**YOUR GOAL**: The expected response is the full set of records, unchanged.

"""

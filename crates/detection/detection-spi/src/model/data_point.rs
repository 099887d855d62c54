//! Raw metric data point.

use serde::{Deserialize, Serialize};

/// A single point of the inbound metric stream.
///
/// Immutable once created; the pipeline rebroadcasts accepted points
/// verbatim on the raw channel.
#[derive(Debug, Clone, Copy, PartialEq, Serialize, Deserialize)]
pub struct DataPoint {
    /// Observed metric value.
    pub value: f64,
    /// Event time in Unix seconds (fractional).
    pub timestamp: f64,
}

impl DataPoint {
    /// Create a new data point.
    pub fn new(value: f64, timestamp: f64) -> Self {
        Self { value, timestamp }
    }

    /// True when both fields are finite numbers.
    ///
    /// Non-finite points must be rejected before they reach the window.
    pub fn is_finite(&self) -> bool {
        self.value.is_finite() && self.timestamp.is_finite()
    }
}

#[cfg(test)]
mod tests {
    use super::*;

    #[test]
    fn test_finite_point() {
        assert!(DataPoint::new(42.0, 1700000000.5).is_finite());
    }

    #[test]
    fn test_non_finite_value() {
        assert!(!DataPoint::new(f64::NAN, 1700000000.0).is_finite());
        assert!(!DataPoint::new(f64::INFINITY, 1700000000.0).is_finite());
        assert!(!DataPoint::new(f64::NEG_INFINITY, 1700000000.0).is_finite());
    }

    #[test]
    fn test_non_finite_timestamp() {
        assert!(!DataPoint::new(42.0, f64::NAN).is_finite());
        assert!(!DataPoint::new(42.0, f64::INFINITY).is_finite());
    }

    #[test]
    fn test_serde_field_names() {
        let point = DataPoint::new(45.5, 1700000000.25);
        let json = serde_json::to_string(&point).unwrap();
        assert!(json.contains("\"value\":45.5"));
        assert!(json.contains("\"timestamp\":1700000000.25"));

        let back: DataPoint = serde_json::from_str(&json).unwrap();
        assert_eq!(back, point);
    }
}
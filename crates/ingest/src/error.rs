//! Ingest error types.

use thiserror::Error;

/// Ingest pipeline errors.
///
/// Persistence failures are deliberately not an error variant: the
/// pipeline degrades to live-only delivery and reports them through
/// [`crate::Ingested::persisted`].
#[derive(Debug, Error)]
pub enum IngestError {
    /// Point rejected before reaching the window
    #[error("Validation error: {reason}")]
    Validation { reason: String },
}

impl IngestError {
    /// Shorthand for a [`IngestError::Validation`].
    pub fn validation(reason: &str) -> Self {
        Self::Validation {
            reason: reason.to_string(),
        }
    }
}

/// Result type for ingest operations.
pub type Result<T> = std::result::Result<T, IngestError>;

"""

**RESPONSE TO THE EXERCISE**:
filename crates/detection/detection-spi/src/model/data_point.rs
repository 099887d855d62c54
//! Raw metric data point.

use serde::{Deserialize, Serialize};

/// A single point of the inbound metric stream.
///
/// Immutable once created; the pipeline rebroadcasts accepted points
/// verbatim on the raw channel.
#[derive(Debug, Clone, Copy, PartialEq, Serialize, Deserialize)]
pub struct DataPoint {
    /// Observed metric value.
    pub value: f64,
    /// Event time in Unix seconds (fractional).
    pub timestamp: f64,
}

impl DataPoint {
    /// Create a new data point.
    pub fn new(value: f64, timestamp: f64) -> Self {
        Self { value, timestamp }
    }

    /// True when both fields are finite numbers.
    ///
    /// Non-finite points must be rejected before they reach the window.
    pub fn is_finite(&self) -> bool {
        self.value.is_finite() && self.timestamp.is_finite()
    }
}

#[cfg(test)]
mod tests {
    use super::*;

    #[test]
    fn test_finite_point() {
        assert!(DataPoint::new(42.0, 1700000000.5).is_finite());
    }

    #[test]
    fn test_non_finite_value() {
        assert!(!DataPoint::new(f64::NAN, 1700000000.0).is_finite());
        assert!(!DataPoint::new(f64::INFINITY, 1700000000.0).is_finite());
        assert!(!DataPoint::new(f64::NEG_INFINITY, 1700000000.0).is_finite());
    }

    #[test]
    fn test_non_finite_timestamp() {
        assert!(!DataPoint::new(42.0, f64::NAN).is_finite());
        assert!(!DataPoint::new(42.0, f64::INFINITY).is_finite());
    }

    #[test]
    fn test_serde_field_names() {
        let point = DataPoint::new(45.5, 1700000000.25);
        let json = serde_json::to_string(&point).unwrap();
        assert!(json.contains("\"value\":45.5"));
        assert!(json.contains("\"timestamp\":1700000000.25"));

        let back: DataPoint = serde_json::from_str(&json).unwrap();
        assert_eq!(back, point);
    }
}
filename crates/ingest/src/error.rs
//! Ingest error types.

use thiserror::Error;

/// Ingest pipeline errors.
///
/// Persistence failures are deliberately not an error variant: the
/// pipeline degrades to live-only delivery and reports them through
/// [`crate::Ingested::persisted`].
#[derive(Debug, Error)]
pub enum IngestError {
    /// Point rejected before reaching the window
    #[error("Validation error: {reason}")]
    Validation { reason: String },
}

impl IngestError {
    /// Shorthand for a [`IngestError::Validation`].
    pub fn validation(reason: &str) -> Self {
        Self::Validation {
            reason: reason.to_string(),
        }
    }
}

/// Result type for ingest operations.
pub type Result<T> = std::result::Result<T, IngestError>;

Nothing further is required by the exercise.